Through Homeland Security grant programs like the State Homeland Security Program and the Urban Areas Security Initiative, the federal government has doled out over billions of dollars to these private companies to provide Islamophobic training. One of these companies is called the Center for Counterintelligence and Security Studies.
Based in Virginia, the center “posits radical Islam as a new global ideological menace on the order of the old communist threat from the Soviet Union,” as Political Research Associates (PRA) noted in a 2011 report on private firms doing counter-terror training. Staff members include former FBI, CIA and Defense Department personnel.
Their claim to fame is providing education and training to members of the U.S. national security community—including law enforcement agencies, according to their website. They say they have trained over 67,000 people over the past decade.
It's unclear exactly how much this firm makes per year. But according to the PRA report, a five-day course for government employees on the “Global Jihadist Threat Doctrine” costs $39,280. The firm also lists the costs of individual courses on their website. For a 30-person class titled “Dying to Kill Us: Understanding the Mindset of Suicide Operations,” the cost is $7,856. For a three-day course for 30 people on “Informant Development for Law Enforcement to FighTerrorism,” the cost is $23,568.
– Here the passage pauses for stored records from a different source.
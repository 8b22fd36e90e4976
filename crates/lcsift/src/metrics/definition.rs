//! Metric definitions: one row of an info table per output column.

use std::collections::HashSet;
use std::fs::File;
use std::path::Path;

use serde::{Deserialize, Deserializer, Serialize};

use crate::error::{ConfigError, LcSiftError, Result};
use crate::rules::{literal, ResolvedRule, Rule};

/// How a metric is evaluated against one light curve.
///
/// Points are sub-selected with `colsel opa thresha` (and, when given,
/// `colsel opb threshb`), then the selected `col` values are counted.
#[derive(Debug, Clone, PartialEq, Serialize, Deserialize)]
pub struct MetricDefinition {
    /// Output column name.
    pub name: String,
    /// Column whose selected values are counted.
    pub col: String,
    /// Column used for sub-selection.
    pub colsel: String,
    /// Type of the sub-selection thresholds.
    pub typesel: String,
    #[serde(deserialize_with = "literal")]
    pub thresha: String,
    pub opa: String,
    #[serde(default, deserialize_with = "optional_literal")]
    pub threshb: Option<String>,
    #[serde(default, deserialize_with = "optional_text")]
    pub opb: Option<String>,
}

impl MetricDefinition {
    /// A definition with a single selection bound.
    pub fn new(
        name: impl Into<String>,
        col: impl Into<String>,
        colsel: impl Into<String>,
        typesel: impl Into<String>,
        opa: impl Into<String>,
        thresha: impl Into<String>,
    ) -> Self {
        Self {
            name: name.into(),
            col: col.into(),
            colsel: colsel.into(),
            typesel: typesel.into(),
            thresha: thresha.into(),
            opa: opa.into(),
            threshb: None,
            opb: None,
        }
    }

    /// Add the second bound, e.g. the upper edge of a half-open interval.
    pub fn with_second_bound(mut self, opb: impl Into<String>, threshb: impl Into<String>) -> Self {
        self.opb = Some(opb.into());
        self.threshb = Some(threshb.into());
        self
    }

    /// Distinct-value metrics count unique nights or bands rather than points.
    pub fn counts_unique(&self) -> bool {
        self.name.contains("epochs") || self.name.contains("bands")
    }

    /// The selection rules of this definition, resolved.
    pub fn selection(&self) -> std::result::Result<Vec<ResolvedRule>, ConfigError> {
        let malformed = |message: &str| ConfigError::MetricDefinition {
            name: self.name.clone(),
            message: message.to_string(),
        };

        if self.name.trim().is_empty() {
            return Err(malformed("empty name"));
        }
        if self.col.trim().is_empty() || self.colsel.trim().is_empty() {
            return Err(malformed("empty source or selection column"));
        }

        let mut rules = vec![
            Rule::new(&self.colsel, &self.opa, &self.thresha, &self.typesel).resolve()?,
        ];
        match (&self.opb, &self.threshb) {
            (Some(op), Some(thresh)) => {
                rules.push(Rule::new(&self.colsel, op, thresh, &self.typesel).resolve()?);
            }
            (None, None) => {}
            _ => return Err(malformed("opb and threshb must be given together")),
        }
        Ok(rules)
    }
}

/// An ordered list of metric definitions with unique names.
#[derive(Debug, Clone, Default, PartialEq, Serialize, Deserialize)]
#[serde(transparent)]
pub struct MetricDefinitions {
    pub definitions: Vec<MetricDefinition>,
}

impl MetricDefinitions {
    pub fn new(definitions: Vec<MetricDefinition>) -> Self {
        Self { definitions }
    }

    pub fn len(&self) -> usize {
        self.definitions.len()
    }

    pub fn is_empty(&self) -> bool {
        self.definitions.is_empty()
    }

    pub fn iter(&self) -> std::slice::Iter<'_, MetricDefinition> {
        self.definitions.iter()
    }

    /// Output column names, in definition order.
    pub fn names(&self) -> impl Iterator<Item = &str> {
        self.definitions.iter().map(|d| d.name.as_str())
    }

    /// Resolve every definition, checking names are unique.
    pub fn resolve(&self) -> Result<Vec<(&MetricDefinition, Vec<ResolvedRule>)>> {
        let mut seen = HashSet::new();
        self.definitions
            .iter()
            .map(|def| {
                if !seen.insert(def.name.as_str()) {
                    return Err(ConfigError::MetricDefinition {
                        name: def.name.clone(),
                        message: "duplicate metric name".to_string(),
                    }
                    .into());
                }
                Ok((def, def.selection()?))
            })
            .collect()
    }

    /// Load an info table from CSV.
    pub fn from_csv_path(path: impl AsRef<Path>) -> Result<Self> {
        let path = path.as_ref();
        let file = File::open(path).map_err(|e| LcSiftError::Io {
            path: path.to_path_buf(),
            source: e,
        })?;
        Self::from_csv_reader(file)
    }

    /// Load an info table from any CSV reader.
    pub fn from_csv_reader(reader: impl std::io::Read) -> Result<Self> {
        let mut reader = csv::ReaderBuilder::new().trim(csv::Trim::All).from_reader(reader);
        let definitions = reader
            .deserialize::<DefinitionRow>()
            .map(|row| row.map(MetricDefinition::from))
            .collect::<std::result::Result<Vec<_>, _>>()?;
        Ok(Self { definitions })
    }
}

impl<'a> IntoIterator for &'a MetricDefinitions {
    type Item = &'a MetricDefinition;
    type IntoIter = std::slice::Iter<'a, MetricDefinition>;

    fn into_iter(self) -> Self::IntoIter {
        self.definitions.iter()
    }
}

/// An info table row read verbatim, so thresholds keep their spelling.
#[derive(Deserialize)]
struct DefinitionRow {
    name: String,
    col: String,
    colsel: String,
    typesel: String,
    thresha: String,
    opa: String,
    #[serde(default)]
    threshb: Option<String>,
    #[serde(default)]
    opb: Option<String>,
}

impl From<DefinitionRow> for MetricDefinition {
    fn from(row: DefinitionRow) -> Self {
        let present = |cell: Option<String>| cell.filter(|s| !s.trim().is_empty());
        Self {
            name: row.name,
            col: row.col,
            colsel: row.colsel,
            typesel: row.typesel,
            thresha: row.thresha,
            opa: row.opa,
            threshb: present(row.threshb),
            opb: present(row.opb),
        }
    }
}

/// Optional threshold literal; empty cells read as absent.
fn optional_literal<'de, D>(deserializer: D) -> std::result::Result<Option<String>, D::Error>
where
    D: Deserializer<'de>,
{
    #[derive(Deserialize)]
    struct Wrapped(#[serde(deserialize_with = "literal")] String);

    let value = Option::<Wrapped>::deserialize(deserializer)?;
    Ok(value.map(|w| w.0).filter(|s| !s.trim().is_empty()))
}

fn optional_text<'de, D>(deserializer: D) -> std::result::Result<Option<String>, D::Error>
where
    D: Deserializer<'de>,
{
    let value = Option::<String>::deserialize(deserializer)?;
    Ok(value.filter(|s| !s.trim().is_empty()))
}

#[cfg(test)]
mod tests {
    use super::*;

    #[test]
    fn test_counts_unique_by_name() {
        let epochs = MetricDefinition::new("n_epochs_bef", "night", "phase", "float", "<=", "0");
        let points = MetricDefinition::new("n_bef", "night", "phase", "float", "<=", "0");
        let bands = MetricDefinition::new("n_bands", "band", "phase", "float", ">=", "-10");
        assert!(epochs.counts_unique());
        assert!(!points.counts_unique());
        assert!(bands.counts_unique());
    }

    #[test]
    fn test_selection_with_two_bounds() {
        let def = MetricDefinition::new("n_epochs_m10_p30", "night", "phase", "float", ">=", "-10")
            .with_second_bound("<=", "30");
        let rules = def.selection().unwrap();
        assert_eq!(rules.len(), 2);
        assert_eq!(rules[1].column, "phase");
    }

    #[test]
    fn test_half_specified_second_bound_is_malformed() {
        let mut def = MetricDefinition::new("n_bef", "night", "phase", "float", "<", "0");
        def.opb = Some("<".into());
        assert!(matches!(
            def.selection(),
            Err(ConfigError::MetricDefinition { .. })
        ));
    }

    #[test]
    fn test_duplicate_names_rejected() {
        let def = MetricDefinition::new("n_bef", "night", "phase", "float", "<", "0");
        let defs = MetricDefinitions::new(vec![def.clone(), def]);
        assert!(defs.resolve().is_err());
    }

    #[test]
    fn test_info_table_from_csv() {
        let csv = "name,col,colsel,typesel,thresha,opa,threshb,opb\n\
                   n_epochs_bef,night,phase,float,-100,>=,0,<\n\
                   n_phmin,night,phase,float,-10,<=,,\n";
        let defs = MetricDefinitions::from_csv_reader(csv.as_bytes()).unwrap();
        assert_eq!(defs.len(), 2);
        assert_eq!(defs.definitions[0].threshb.as_deref(), Some("0"));
        assert_eq!(defs.definitions[1].threshb, None);
        assert_eq!(defs.definitions[1].opb, None);
        assert_eq!(defs.names().collect::<Vec<_>>(), vec!["n_epochs_bef", "n_phmin"]);
    }

    #[test]
    fn test_info_table_thresholds_keep_spelling() {
        let csv = "name,col,colsel,typesel,thresha,opa,threshb,opb\n\
                   n_filt,night,band,str,007,==,1.50,!=\n";
        let defs = MetricDefinitions::from_csv_reader(csv.as_bytes()).unwrap();
        assert_eq!(defs.definitions[0].thresha, "007");
        assert_eq!(defs.definitions[0].threshb.as_deref(), Some("1.50"));
    }

    #[test]
    fn test_json_definition_accepts_numeric_thresholds() {
        let json = r#"{"name": "n_bef", "col": "night", "colsel": "phase",
                       "typesel": "float", "thresha": 0, "opa": "<"}"#;
        let def: MetricDefinition = serde_json::from_str(json).unwrap();
        assert_eq!(def.thresha, "0");
        assert_eq!(def.threshb, None);
    }
}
The training pushes anti-Muslim ideology. On the section of their website where they list feedback from participants of the courses, one wrote: “An eye-opener. Especially how many Muslim Brotherhood front organizations there are and that the government doesn’t get it.”
5. Security Solutions International
Security Solutions International is yet another private firm hawking anti-Muslim training to law enforcement. This Miami-based company founded in 2004 uses its Israeli security connections to boost its standing in the market. They use Israeli security trainers in their courses and their president, Henry Morgenstern, is a dual Israeli-U.S. citizen who says he “developed excellent high level contacts with the Security Establishment [in Israel], making SSI the premiere training company for counter-terror related subjects.”
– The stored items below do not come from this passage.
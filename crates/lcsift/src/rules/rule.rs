//! Rules, rule sets and their evaluation against tables.

use std::fs::File;
use std::path::Path;

use serde::{Deserialize, Deserializer, Serialize};

use crate::error::{ConfigError, LcSiftError, Result};
use crate::table::{Column, Table, Value, ValueType};

use super::operator::Operator;

/// One row of a rule table: `column operator threshold`, with the threshold
/// given as a literal of `value_type`.
#[derive(Debug, Clone, PartialEq, Serialize, Deserialize)]
pub struct Rule {
    /// Column the rule is evaluated on.
    #[serde(alias = "name")]
    pub column: String,
    /// Operator symbol or name.
    pub op: String,
    /// Threshold literal.
    #[serde(alias = "thresh", alias = "lim", deserialize_with = "literal")]
    pub threshold: String,
    /// Declared type of the threshold.
    #[serde(rename = "type")]
    pub value_type: String,
}

impl Rule {
    pub fn new(
        column: impl Into<String>,
        op: impl Into<String>,
        threshold: impl Into<String>,
        value_type: impl Into<String>,
    ) -> Self {
        Self {
            column: column.into(),
            op: op.into(),
            threshold: threshold.into(),
            value_type: value_type.into(),
        }
    }

    /// Parse the operator and coerce the threshold.
    pub fn resolve(&self) -> std::result::Result<ResolvedRule, ConfigError> {
        let op: Operator = self.op.parse()?;
        let value_type: ValueType = self.value_type.parse()?;
        let threshold = value_type.coerce(&self.threshold)?;
        Ok(ResolvedRule {
            column: self.column.clone(),
            op,
            threshold,
        })
    }
}

/// A rule with its operator and threshold resolved.
#[derive(Debug, Clone, PartialEq)]
pub struct ResolvedRule {
    pub column: String,
    pub op: Operator,
    pub threshold: Value,
}

impl ResolvedRule {
    pub fn new(column: impl Into<String>, op: Operator, threshold: impl Into<Value>) -> Self {
        Self {
            column: column.into(),
            op,
            threshold: threshold.into(),
        }
    }

    /// Evaluate against every row of `table`.
    ///
    /// Int and float are one numeric family: an int column compares with a
    /// float threshold (and the reverse) after widening to f64. A threshold
    /// of any other type than the column's is `ConfigError::TypeMismatch`.
    pub fn evaluate(&self, table: &Table) -> Result<Vec<bool>> {
        let column = table.column(&self.column)?;
        compare(&self.column, column, self.op, &self.threshold)
    }
}

/// Compare every cell of a column with a threshold.
///
/// Numeric columns accept numeric thresholds of either type; any other
/// pairing of types is a configuration error.
fn compare(name: &str, column: &Column, op: Operator, threshold: &Value) -> Result<Vec<bool>> {
    let mask = match (column, threshold) {
        (Column::Int(values), Value::Int(t)) => values.iter().map(|v| op.apply(v, t)).collect(),
        (Column::Int(values), Value::Float(t)) => values
            .iter()
            .map(|v| op.apply(&(*v as f64), t))
            .collect(),
        (Column::Float(values), Value::Float(t)) => {
            values.iter().map(|v| op.apply(v, t)).collect()
        }
        (Column::Float(values), Value::Int(t)) => {
            let t = *t as f64;
            values.iter().map(|v| op.apply(v, &t)).collect()
        }
        (Column::Str(values), Value::Str(t)) => values
            .iter()
            .map(|v| op.apply(v.as_str(), t.as_str()))
            .collect(),
        (Column::Bool(values), Value::Bool(t)) => values.iter().map(|v| op.apply(v, t)).collect(),
        _ => {
            return Err(ConfigError::TypeMismatch {
                column: name.to_string(),
                column_type: column.value_type().to_string(),
                threshold_type: threshold.value_type().to_string(),
            }
            .into());
        }
    };
    Ok(mask)
}

/// Evaluate a single rule given as loose configuration strings.
///
/// Numeric thresholds match int and float columns alike; see
/// [`ResolvedRule::evaluate`].
pub fn evaluate(
    table: &Table,
    column: &str,
    op: &str,
    threshold: &str,
    value_type: &str,
) -> Result<Vec<bool>> {
    Rule::new(column, op, threshold, value_type)
        .resolve()?
        .evaluate(table)
}

/// AND of every rule. An empty rule list selects every row.
///
/// Every rule is evaluated, so a configuration error in a later rule is
/// reported even when earlier rules already reject every row.
pub fn evaluate_conjunction(table: &Table, rules: &[ResolvedRule]) -> Result<Vec<bool>> {
    let mut mask = vec![true; table.row_count()];
    for rule in rules {
        let rule_mask = rule.evaluate(table)?;
        for (acc, hit) in mask.iter_mut().zip(rule_mask) {
            *acc &= hit;
        }
    }
    Ok(mask)
}

/// Number of `column` values selected by `mask`, or the number of distinct
/// selected values when `unique` is set.
pub fn count_where(table: &Table, column: &str, mask: &[bool], unique: bool) -> Result<usize> {
    let column = table.column(column)?;
    Ok(if unique {
        column.unique_selected(mask)
    } else {
        column.count_selected(mask)
    })
}

/// An ordered list of rules, always combined by AND.
#[derive(Debug, Clone, Default, PartialEq, Serialize, Deserialize)]
#[serde(transparent)]
pub struct RuleSet {
    pub rules: Vec<Rule>,
}

impl RuleSet {
    pub fn new(rules: Vec<Rule>) -> Self {
        Self { rules }
    }

    /// Append a rule.
    pub fn with_rule(mut self, rule: Rule) -> Self {
        self.rules.push(rule);
        self
    }

    pub fn len(&self) -> usize {
        self.rules.len()
    }

    pub fn is_empty(&self) -> bool {
        self.rules.is_empty()
    }

    /// Resolve every rule, failing on the first bad one.
    pub fn resolve(&self) -> Result<Vec<ResolvedRule>> {
        self.rules
            .iter()
            .map(|r| r.resolve().map_err(LcSiftError::from))
            .collect()
    }

    /// Conjunction mask over `table`.
    pub fn evaluate(&self, table: &Table) -> Result<Vec<bool>> {
        evaluate_conjunction(table, &self.resolve()?)
    }

    /// Load a rule table from CSV (`name,op,thresh,type` or
    /// `column,op,threshold,type` headers).
    pub fn from_csv_path(path: impl AsRef<Path>) -> Result<Self> {
        let path = path.as_ref();
        let file = File::open(path).map_err(|e| LcSiftError::Io {
            path: path.to_path_buf(),
            source: e,
        })?;
        Self::from_csv_reader(file)
    }

    /// Load a rule table from any CSV reader.
    pub fn from_csv_reader(reader: impl std::io::Read) -> Result<Self> {
        let mut reader = csv::ReaderBuilder::new().trim(csv::Trim::All).from_reader(reader);
        let rules = reader
            .deserialize::<RuleRow>()
            .map(|row| row.map(Rule::from))
            .collect::<std::result::Result<Vec<_>, _>>()?;
        Ok(Self { rules })
    }
}

/// A rule table row with every cell kept verbatim, so a `str` threshold
/// such as `007` is not read back as a number.
#[derive(Deserialize)]
struct RuleRow {
    #[serde(alias = "name")]
    column: String,
    op: String,
    #[serde(alias = "thresh", alias = "lim")]
    threshold: String,
    #[serde(rename = "type")]
    value_type: String,
}

impl From<RuleRow> for Rule {
    fn from(row: RuleRow) -> Self {
        Rule::new(row.column, row.op, row.threshold, row.value_type)
    }
}

impl FromIterator<Rule> for RuleSet {
    fn from_iter<I: IntoIterator<Item = Rule>>(iter: I) -> Self {
        Self::new(iter.into_iter().collect())
    }
}

/// Accept thresholds written as strings, numbers or booleans.
///
/// Self-describing formats only; CSV cells go through [`RuleRow`].
pub(crate) fn literal<'de, D>(deserializer: D) -> std::result::Result<String, D::Error>
where
    D: Deserializer<'de>,
{
    #[derive(Deserialize)]
    #[serde(untagged)]
    enum Literal {
        Str(String),
        Int(i64),
        Float(f64),
        Bool(bool),
    }

    Ok(match Literal::deserialize(deserializer)? {
        Literal::Str(s) => s,
        Literal::Int(v) => v.to_string(),
        Literal::Float(v) => v.to_string(),
        Literal::Bool(v) => v.to_string(),
    })
}

#[cfg(test)]
mod tests {
    use super::*;

    fn catalog() -> Table {
        Table::from_columns([
            ("z", Column::from(vec![0.015, 0.025, 0.12, f64::NAN])),
            ("sel", Column::from(vec![1_i64, 0, 1, 1])),
            ("band", Column::from(vec!["ztfg", "ztfr", "ztfi", "ztfg"])),
            ("ok", Column::from(vec![true, true, false, true])),
        ])
        .unwrap()
    }

    #[test]
    fn test_evaluate_float_rule() {
        let mask = evaluate(&catalog(), "z", "<", "0.1", "float").unwrap();
        assert_eq!(mask, vec![true, true, false, false]);
    }

    #[test]
    fn test_int_column_with_float_threshold() {
        let mask = evaluate(&catalog(), "sel", ">=", "0.5", "float").unwrap();
        assert_eq!(mask, vec![true, false, true, true]);

        let mask = evaluate(&catalog(), "z", "<", "1", "int").unwrap();
        assert_eq!(mask, vec![true, true, true, false]);
    }

    #[test]
    fn test_string_and_bool_rules() {
        let table = catalog();
        assert_eq!(
            evaluate(&table, "band", "!=", "ztfg", "str").unwrap(),
            vec![false, true, true, false]
        );
        assert_eq!(
            evaluate(&table, "ok", "==", "false", "bool").unwrap(),
            vec![false, false, true, false]
        );
    }

    #[test]
    fn test_type_mismatch_is_surfaced() {
        let err = evaluate(&catalog(), "band", "==", "1", "int").unwrap_err();
        assert!(matches!(
            err,
            LcSiftError::Config(ConfigError::TypeMismatch { .. })
        ));
    }

    #[test]
    fn test_unknown_operator_is_config_error() {
        let err = evaluate(&catalog(), "z", "~=", "0.1", "float").unwrap_err();
        assert!(matches!(
            err,
            LcSiftError::Config(ConfigError::UnknownOperator(_))
        ));
    }

    #[test]
    fn test_conjunction_matches_each_rule() {
        let table = catalog();
        let rules = RuleSet::new(vec![
            Rule::new("sel", "==", "1", "int"),
            Rule::new("z", ">=", "0.01", "float"),
            Rule::new("z", "<", "0.1", "float"),
        ]);
        assert_eq!(rules.evaluate(&table).unwrap(), vec![true, false, false, false]);
        assert_eq!(
            RuleSet::default().evaluate(&table).unwrap(),
            vec![true; 4]
        );
    }

    #[test]
    fn test_conjunction_reports_late_errors() {
        let rules = RuleSet::new(vec![
            Rule::new("z", ">", "10", "float"),
            Rule::new("missing", "==", "1", "int"),
        ]);
        assert!(matches!(
            rules.evaluate(&catalog()),
            Err(LcSiftError::MissingColumn { .. })
        ));
    }

    #[test]
    fn test_count_where() {
        let table = catalog();
        let mask = vec![true, true, false, true];
        assert_eq!(count_where(&table, "band", &mask, false).unwrap(), 3);
        assert_eq!(count_where(&table, "band", &mask, true).unwrap(), 2);
    }

    #[test]
    fn test_rule_table_from_csv() {
        let csv = "name,op,thresh,type\nsel,==,1,int\nchi2,<=,2.,float\n";
        let rules = RuleSet::from_csv_reader(csv.as_bytes()).unwrap();
        assert_eq!(rules.len(), 2);
        assert_eq!(rules.rules[1].column, "chi2");
        assert_eq!(rules.rules[1].op, "<=");
        assert_eq!(
            rules.resolve().unwrap()[1].threshold,
            Value::Float(2.0)
        );
    }

    #[test]
    fn test_csv_str_thresholds_are_not_renumbered() {
        let csv = "name,op,thresh,type\nfield,==,007,str\nid,==,1.50,str\n";
        let rules = RuleSet::from_csv_reader(csv.as_bytes()).unwrap();
        assert_eq!(rules.rules[0].threshold, "007");
        assert_eq!(rules.rules[1].threshold, "1.50");

        let table = Table::from_columns([
            ("field", Column::from(vec!["007", "7"])),
            ("id", Column::from(vec!["1.50", "1.5"])),
        ])
        .unwrap();
        assert_eq!(rules.evaluate(&table).unwrap(), vec![true, false]);
    }

    #[test]
    fn test_rule_table_from_json_numbers() {
        let json = r#"[{"column": "z", "op": ">=", "threshold": 0.01, "type": "float"}]"#;
        let rules: RuleSet = serde_json::from_str(json).unwrap();
        assert_eq!(rules.rules[0].threshold, "0.01");
    }
}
The company has trained over 700 law enforcement agencies since 2004. Officials from law enforcement agencies like the Massachusetts Bay Transportation Authority and the Department of Homeland Security have participated in the conferences they put on for profit. While SSI claims that they don't cast aspersions on the whole of Islam, an examination of their trainings, conferences and the speakers they use indicate otherwise.
At a 2009 conference sponsored by Police magazine, an SSI instructor who is the company's “expert” on Islam used a video that showed a terrorist beheading a hostage. After the course was met with criticism, the company's CEO said “their religion got linked to terrorism a long time ago.”
The conferences they hold are usually well-attended, and this year SSI is putting on a conference in Orlando, Florida for three days. The cost for each attendee is $400. The keynote speaker this year is Steve Emerson, a well-known member of what's been termed the “Islamophobia industry.” SSI also makes money off its Counter Terrorist magazine. A yearly subscription is $35, and the company says it has 15,000 subscribers.